Data to use below:

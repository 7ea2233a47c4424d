//! E-mail delivery of hold-ready notices

use async_trait::async_trait;
use lettre::{
    message::{header::ContentType, Mailbox, Message, MultiPart, SinglePart},
    transport::smtp::authentication::Credentials,
    SmtpTransport, Transport,
};
use std::str::FromStr;
use std::sync::Arc;

use crate::{
    config::EmailConfig,
    error::{AppError, AppResult},
    models::HoldReadyNotice,
};

use super::{notifications::NotificationDispatcher, patrons::PatronDirectory};

#[derive(Clone)]
pub struct EmailNotifier {
    config: EmailConfig,
    patrons: Arc<dyn PatronDirectory>,
}

impl EmailNotifier {
    pub fn new(config: EmailConfig, patrons: Arc<dyn PatronDirectory>) -> Self {
        Self { config, patrons }
    }

    fn hold_ready_body(notice: &HoldReadyNotice) -> String {
        format!(
            r#"
A title you reserved is now checked out to you.

Loan reference: {loan}
Due date: {due}

If you no longer need it, please return it so the next reader can have it.
"#,
            loan = notice.loan_id,
            due = notice.due_date.format("%Y-%m-%d"),
        )
    }

    /// Build the message and hand it to the SMTP relay
    fn send_email(&self, to: &str, subject: &str, body: &str) -> AppResult<()> {
        let from_name = self.config.smtp_from_name.as_deref().unwrap_or("Elidune");
        let from_mailbox = Mailbox::from_str(&format!("{} <{}>", from_name, self.config.smtp_from))
            .map_err(|e| AppError::Internal(format!("Invalid from address: {}", e)))?;

        let to_mailbox = Mailbox::from_str(to)
            .map_err(|e| AppError::Internal(format!("Invalid to address: {}", e)))?;

        let email = Message::builder()
            .from(from_mailbox)
            .to(to_mailbox)
            .subject(subject)
            .multipart(
                MultiPart::alternative()
                    .singlepart(
                        SinglePart::builder()
                            .header(ContentType::TEXT_PLAIN)
                            .body(body.to_string()),
                    )
                    .singlepart(
                        SinglePart::builder()
                            .header(ContentType::TEXT_HTML)
                            .body(format!(
                                r#"<html><body><pre>{}</pre></body></html>"#,
                                body.replace('\n', "<br>")
                            )),
                    ),
            )
            .map_err(|e| AppError::Internal(format!("Failed to build email: {}", e)))?;

        let mailer_builder = if self.config.smtp_use_tls {
            SmtpTransport::starttls_relay(&self.config.smtp_host)
                .map_err(|e| AppError::Internal(format!("Failed to create SMTP transport: {}", e)))?
        } else {
            SmtpTransport::builder_dangerous(&self.config.smtp_host)
        }
        .port(self.config.smtp_port);

        let mailer_builder = if let (Some(username), Some(password)) =
            (&self.config.smtp_username, &self.config.smtp_password)
        {
            mailer_builder.credentials(Credentials::new(username.clone(), password.clone()))
        } else {
            mailer_builder
        };

        mailer_builder
            .build()
            .send(&email)
            .map_err(|e| AppError::Internal(format!("Failed to send email: {}", e)))?;

        Ok(())
    }
}

#[async_trait]
impl NotificationDispatcher for EmailNotifier {
    async fn hold_ready(&self, notice: HoldReadyNotice) -> AppResult<()> {
        let Some(to) = self.patrons.contact_email(notice.patron_id).await? else {
            tracing::debug!("No e-mail address for patron {}, skipping notice", notice.patron_id);
            return Ok(());
        };

        let notifier = self.clone();
        let body = Self::hold_ready_body(&notice);
        // The SMTP transport blocks
        tokio::task::spawn_blocking(move || notifier.send_email(&to, "Your reserved title is ready", &body))
            .await
            .map_err(|e| AppError::Internal(format!("Email task failed: {}", e)))?
    }
}
//! Circulation services

pub mod clock;
pub mod email;
pub mod fines;
pub mod gate;
pub mod ledger;
pub mod locks;
pub mod notifications;
pub mod patrons;
pub mod registry;
pub mod reservations;
pub mod sweeper;

use std::future::Future;
use std::sync::Arc;
use uuid::Uuid;

use crate::{
    config::CirculationConfig,
    error::{AppError, AppResult},
    models::{CatalogItem, ItemStatus},
    repository::CirculationStore,
};

use self::{
    clock::Clock, fines::FinePolicy, locks::ItemLocks, notifications::NotificationDispatcher,
    patrons::PatronDirectory,
};

/// Collaborators and policy shared by every service
pub struct EngineContext {
    pub store: Arc<dyn CirculationStore>,
    pub patrons: Arc<dyn PatronDirectory>,
    pub notifier: Arc<dyn NotificationDispatcher>,
    pub clock: Arc<dyn Clock>,
    pub locks: ItemLocks,
    pub policy: CirculationConfig,
}

impl EngineContext {
    pub fn fines(&self) -> FinePolicy {
        FinePolicy::from(&self.policy)
    }

    /// Item that can still take part in circulation. Retired items read as missing.
    pub(crate) async fn live_item(&self, item_id: Uuid) -> AppResult<CatalogItem> {
        let item = self.store.get_item(item_id).await?;
        if item.status == ItemStatus::Retired {
            return Err(AppError::NotFound(format!(
                "Catalog item with id {} is retired",
                item_id
            )));
        }
        Ok(item)
    }

    /// Re-run `op` while it loses optimistic-lock races, up to the configured attempts
    pub(crate) async fn retry_on_conflict<T, F, Fut>(&self, mut op: F) -> AppResult<T>
    where
        F: FnMut() -> Fut,
        Fut: Future<Output = AppResult<T>>,
    {
        let attempts = self.policy.max_commit_attempts.max(1);
        let mut attempt = 1;
        loop {
            match op().await {
                Err(e) if e.is_concurrent_update() && attempt < attempts => {
                    tracing::debug!("Attempt {}/{} lost a race: {}", attempt, attempts, e);
                    attempt += 1;
                }
                result => return result,
            }
        }
    }
}

/// Container for all services
#[derive(Clone)]
pub struct Services {
    pub registry: registry::CatalogRegistry,
    pub ledger: ledger::CirculationLedger,
    pub reservations: reservations::ReservationQueue,
    pub gate: gate::AvailabilityGate,
    context: Arc<EngineContext>,
}

impl Services {
    /// Wire the services around one store, directory, notifier and clock
    pub fn new(
        store: Arc<dyn CirculationStore>,
        patrons: Arc<dyn PatronDirectory>,
        notifier: Arc<dyn NotificationDispatcher>,
        clock: Arc<dyn Clock>,
        policy: CirculationConfig,
    ) -> Self {
        let context = Arc::new(EngineContext {
            store,
            patrons,
            notifier,
            clock,
            locks: ItemLocks::new(),
            policy,
        });

        Self {
            registry: registry::CatalogRegistry::new(context.clone()),
            ledger: ledger::CirculationLedger::new(context.clone()),
            reservations: reservations::ReservationQueue::new(context.clone()),
            gate: gate::AvailabilityGate::new(context.clone()),
            context,
        }
    }

    pub fn context(&self) -> &Arc<EngineContext> {
        &self.context
    }
}
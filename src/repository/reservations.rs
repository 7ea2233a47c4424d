//! Reservations repository for database operations

use chrono::{DateTime, Utc};
use sqlx::{postgres::PgRow, Pool, Postgres, Row, Transaction};
use uuid::Uuid;

use crate::{
    error::{AppError, AppResult, ErrorCode},
    models::{Reservation, ReservationStatus},
};

const ACTIVE_HOLD_INDEX: &str = "reservations_active_pair_idx";

const RESERVATION_COLUMNS: &str = r#"
    id, item_id, patron_id, reserved_date, expiry_date, pickup_date, status, priority, loan_id
"#;

fn reservation_from_row(row: &PgRow) -> Reservation {
    Reservation {
        id: row.get("id"),
        item_id: row.get("item_id"),
        patron_id: row.get("patron_id"),
        reserved_date: row.get("reserved_date"),
        expiry_date: row.get("expiry_date"),
        pickup_date: row.get("pickup_date"),
        status: row.get::<i16, _>("status").into(),
        priority: row.get("priority"),
        loan_id: row.get("loan_id"),
    }
}

#[derive(Clone)]
pub struct ReservationsRepository {
    pool: Pool<Postgres>,
}

impl ReservationsRepository {
    pub fn new(pool: Pool<Postgres>) -> Self {
        Self { pool }
    }

    /// Get reservation by ID
    pub async fn get_by_id(&self, id: Uuid) -> AppResult<Reservation> {
        let row = sqlx::query(&format!(
            "SELECT {} FROM reservations WHERE id = $1",
            RESERVATION_COLUMNS
        ))
        .bind(id)
        .fetch_optional(&self.pool)
        .await?
        .ok_or_else(|| AppError::NotFound(format!("Reservation with id {} not found", id)))?;

        Ok(reservation_from_row(&row))
    }

    /// Active hold of a patron on an item
    pub async fn active_for(&self, item_id: Uuid, patron_id: Uuid) -> AppResult<Option<Reservation>> {
        let row = sqlx::query(&format!(
            "SELECT {} FROM reservations WHERE item_id = $1 AND patron_id = $2 AND status = $3",
            RESERVATION_COLUMNS
        ))
        .bind(item_id)
        .bind(patron_id)
        .bind(i16::from(ReservationStatus::Active))
        .fetch_optional(&self.pool)
        .await?;

        Ok(row.as_ref().map(reservation_from_row))
    }

    /// Active holds of an item in serving order
    pub async fn active_by_item(&self, item_id: Uuid) -> AppResult<Vec<Reservation>> {
        let rows = sqlx::query(&format!(
            "SELECT {} FROM reservations WHERE item_id = $1 AND status = $2 ORDER BY reserved_date, priority, id",
            RESERVATION_COLUMNS
        ))
        .bind(item_id)
        .bind(i16::from(ReservationStatus::Active))
        .fetch_all(&self.pool)
        .await?;

        Ok(rows.iter().map(reservation_from_row).collect())
    }

    /// Active holds whose expiry has passed
    pub async fn expired(&self, now: DateTime<Utc>) -> AppResult<Vec<Reservation>> {
        let rows = sqlx::query(&format!(
            "SELECT {} FROM reservations WHERE status = $1 AND expiry_date < $2 ORDER BY item_id, expiry_date",
            RESERVATION_COLUMNS
        ))
        .bind(i16::from(ReservationStatus::Active))
        .bind(now)
        .fetch_all(&self.pool)
        .await?;

        Ok(rows.iter().map(reservation_from_row).collect())
    }

    /// Reservation history of a patron, newest first
    pub async fn by_patron(&self, patron_id: Uuid) -> AppResult<Vec<Reservation>> {
        let rows = sqlx::query(&format!(
            "SELECT {} FROM reservations WHERE patron_id = $1 ORDER BY reserved_date DESC",
            RESERVATION_COLUMNS
        ))
        .bind(patron_id)
        .fetch_all(&self.pool)
        .await?;

        Ok(rows.iter().map(reservation_from_row).collect())
    }

    pub(crate) async fn insert(tx: &mut Transaction<'static, Postgres>, reservation: &Reservation) -> AppResult<()> {
        sqlx::query(
            r#"
            INSERT INTO reservations (
                id, item_id, patron_id, reserved_date, expiry_date, pickup_date, status, priority, loan_id
            )
            VALUES ($1, $2, $3, $4, $5, $6, $7, $8, $9)
            "#,
        )
        .bind(reservation.id)
        .bind(reservation.item_id)
        .bind(reservation.patron_id)
        .bind(reservation.reserved_date)
        .bind(reservation.expiry_date)
        .bind(reservation.pickup_date)
        .bind(i16::from(reservation.status))
        .bind(reservation.priority)
        .bind(reservation.loan_id)
        .execute(&mut **tx)
        .await
        .map_err(|e| {
            let duplicate = e
                .as_database_error()
                .and_then(|d| d.constraint())
                .is_some_and(|c| c == ACTIVE_HOLD_INDEX);
            if duplicate {
                AppError::Conflict(
                    ErrorCode::DuplicateReservation,
                    format!(
                        "Patron {} already holds a reservation on item {}",
                        reservation.patron_id, reservation.item_id
                    ),
                )
            } else {
                AppError::Database(e)
            }
        })?;

        Ok(())
    }

    pub(crate) async fn update(tx: &mut Transaction<'static, Postgres>, reservation: &Reservation) -> AppResult<()> {
        let rows_affected = sqlx::query(
            "UPDATE reservations SET pickup_date = $2, status = $3, loan_id = $4 WHERE id = $1",
        )
        .bind(reservation.id)
        .bind(reservation.pickup_date)
        .bind(i16::from(reservation.status))
        .bind(reservation.loan_id)
        .execute(&mut **tx)
        .await?
        .rows_affected();

        if rows_affected == 0 {
            return Err(AppError::NotFound(format!(
                "Reservation with id {} not found",
                reservation.id
            )));
        }

        Ok(())
    }
}
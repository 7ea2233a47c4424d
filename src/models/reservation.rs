//! Reservation (hold) model

use chrono::{DateTime, Utc};
use serde::{Deserialize, Serialize};
use utoipa::ToSchema;
use uuid::Uuid;

use crate::error::AppResult;

/// Reservation status. Only ACTIVE can transition.
#[derive(Debug, Clone, Copy, PartialEq, Eq, Serialize, Deserialize, ToSchema)]
#[serde(rename_all = "SCREAMING_SNAKE_CASE")]
#[repr(i16)]
pub enum ReservationStatus {
    Active = 0,
    Completed = 1,
    Cancelled = 2,
    Expired = 3,
}

impl From<i16> for ReservationStatus {
    fn from(v: i16) -> Self {
        match v {
            1 => ReservationStatus::Completed,
            2 => ReservationStatus::Cancelled,
            3 => ReservationStatus::Expired,
            _ => ReservationStatus::Active,
        }
    }
}

impl From<ReservationStatus> for i16 {
    fn from(s: ReservationStatus) -> Self {
        s as i16
    }
}

impl std::fmt::Display for ReservationStatus {
    fn fmt(&self, f: &mut std::fmt::Formatter<'_>) -> std::fmt::Result {
        let label = match self {
            ReservationStatus::Active => "ACTIVE",
            ReservationStatus::Completed => "COMPLETED",
            ReservationStatus::Cancelled => "CANCELLED",
            ReservationStatus::Expired => "EXPIRED",
        };
        write!(f, "{}", label)
    }
}

/// A queued hold on an item
#[derive(Debug, Clone, PartialEq, Serialize, Deserialize, ToSchema)]
pub struct Reservation {
    pub id: Uuid,
    pub item_id: Uuid,
    pub patron_id: Uuid,
    pub reserved_date: DateTime<Utc>,
    pub expiry_date: DateTime<Utc>,
    pub pickup_date: Option<DateTime<Utc>>,
    pub status: ReservationStatus,
    /// Arrival rank among the item's active holds, lower is served first
    pub priority: i32,
    /// Loan created when the hold was fulfilled
    pub loan_id: Option<Uuid>,
}

impl Reservation {
    pub fn new(
        item_id: Uuid,
        patron_id: Uuid,
        now: DateTime<Utc>,
        hold_period_days: i64,
        priority: i32,
    ) -> AppResult<Self> {
        Ok(Self {
            id: Uuid::new_v4(),
            item_id,
            patron_id,
            reserved_date: now,
            expiry_date: super::days_after(now, hold_period_days)?,
            pickup_date: None,
            status: ReservationStatus::Active,
            priority,
            loan_id: None,
        })
    }

    pub fn is_active(&self) -> bool {
        self.status == ReservationStatus::Active
    }

    /// Strictly past expiry; a hold is still valid at its expiry instant
    pub fn is_expired_at(&self, now: DateTime<Utc>) -> bool {
        now > self.expiry_date
    }

    pub(crate) fn complete(&mut self, now: DateTime<Utc>, loan_id: Option<Uuid>) {
        self.status = ReservationStatus::Completed;
        self.pickup_date = Some(now);
        self.loan_id = loan_id;
    }

    pub(crate) fn cancel(&mut self) {
        self.status = ReservationStatus::Cancelled;
    }

    pub(crate) fn expire(&mut self) {
        self.status = ReservationStatus::Expired;
    }
}

/// Serving order: earliest reservation first, then lowest priority
pub fn queue_order(a: &Reservation, b: &Reservation) -> std::cmp::Ordering {
    a.reserved_date
        .cmp(&b.reserved_date)
        .then(a.priority.cmp(&b.priority))
        .then(a.id.cmp(&b.id))
}

/// Outcome of one expiry sweep
#[derive(Debug, Clone, Default, Serialize, Deserialize, ToSchema)]
pub struct SweepReport {
    pub expired: Vec<Reservation>,
    /// Items whose sweep failed and will be retried next run
    pub failed_items: Vec<Uuid>,
}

End of Data to use.

▶ [Exercise goal]
Your reply should contain only the number of lines in the entries above with the word "Postgres".

▶ [Result of the exercise]
5